One of the things I am enjoying about hostel life is that this place is a beehive of cross-pollination. What is heard here is unfiltered by teams of experts who determine what the public should or shouldn’t hear, or the politically correct interpretation that should be given to events or ideas under discussion. In a month’s time I have lost count of how many countries have been represented here, but I suspect it is close to two dozen or more. I am sometimes amused (and alternatively annoyed) when someone asks what are Argentines like, or what do they think of Americans, as if there is an Argentine mind or an American character. It is a common enough practice, but the following are excerpts from very individual (and sharp) minds culled from the noisy life of Puerto Limon hostel in San Telmo barrio of Buenos Aires. And they have opinions and experiences you may not have heard on CNN.
Are Argentines Passive?
Take Jorgia, for example, a former staffer pictured here, who went on to a teaching job somewhere. Jorgia is from Bahia, Brazil and when she completes her education here she intends to return to Brazil. Her mother tongue is Portuguese, but she also speaks Spanish and impeccably fluent English.

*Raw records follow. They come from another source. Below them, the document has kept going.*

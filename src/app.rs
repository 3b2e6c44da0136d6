use axum::extract::DefaultBodyLimit;
use axum::Router;
use tower_http::cors::CorsLayer;
use tower_http::trace::TraceLayer;

use crate::routes::{factsheet, health, index};
use crate::state::AppState;

pub fn create_app(state: AppState) -> Router {
    let body_limit = state.max_upload_bytes;

    Router::<AppState>::new()
        .merge(index::router())
        .nest("/health", health::router())
        .nest("/api/factsheet", factsheet::router())
        .layer(DefaultBodyLimit::max(body_limit))
        .layer(CorsLayer::permissive())
        .layer(TraceLayer::new_for_http())
        .with_state(state)
}
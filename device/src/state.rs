use thermostat_common::DeviceConfig;

#[derive(Debug, Clone)]
pub struct DeviceState {
    required_temperature: f64,
    sensor_temperature: f64,
    current_humidity: f64,
    temperature_offset: f64,
    max_temperature_offset: f64,
    last_update: i64,
}

impl DeviceState {
    pub fn new(config: &DeviceConfig, now_epoch: i64) -> Self {
        Self {
            required_temperature: config.initial_target,
            sensor_temperature: config.initial_temperature,
            current_humidity: config.initial_humidity,
            temperature_offset: 0.0,
            max_temperature_offset: config.max_temperature_offset,
            last_update: now_epoch,
        }
    }

    pub fn required_temperature(&self) -> f64 {
        self.required_temperature
    }

    /// Sensor reading with the calibration offset applied.
    pub fn current_temperature(&self) -> f64 {
        self.sensor_temperature + self.temperature_offset
    }

    pub fn current_humidity(&self) -> f64 {
        self.current_humidity
    }

    pub fn temperature_offset(&self) -> f64 {
        self.temperature_offset
    }

    pub fn max_temperature_offset(&self) -> f64 {
        self.max_temperature_offset
    }

    pub fn last_update(&self) -> i64 {
        self.last_update
    }

    /// Heating while the required temperature is above the current one.
    pub fn is_heating(&self) -> bool {
        self.required_temperature > self.current_temperature()
    }

    pub fn set_required_temperature(&mut self, value: f64) {
        self.required_temperature = value;
    }

    /// Rejects offsets above the configured maximum.
    pub fn set_temperature_offset(&mut self, value: f64) -> bool {
        if value > self.max_temperature_offset {
            return false;
        }
        self.temperature_offset = value;
        true
    }

    pub fn record_sample(&mut self, temperature: f64, humidity: f64, now_epoch: i64) {
        self.sensor_temperature = temperature;
        self.current_humidity = humidity.clamp(0.0, 100.0);
        self.last_update = now_epoch;
    }
}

She was a quick student as a child and she has adapted well here from all appearances. Jorgia says she gets a little homesick and she doesn’t like certain behaviors she considers common among Argentines. She feels they are too passive and gave as an example when riding on a city bus if the driver fails to stop at a scheduled location, indifferent to the people who have been standing patiently in line for the bus to stop, Jorgia says the people on the bus will say nothing, while back in her Brazilian community everyone on the bus would be yelling at the bus driver to stop; hey, didn’t you see the line back there?! The passengers wouldn’t let the bus driver get away with skipping a stop.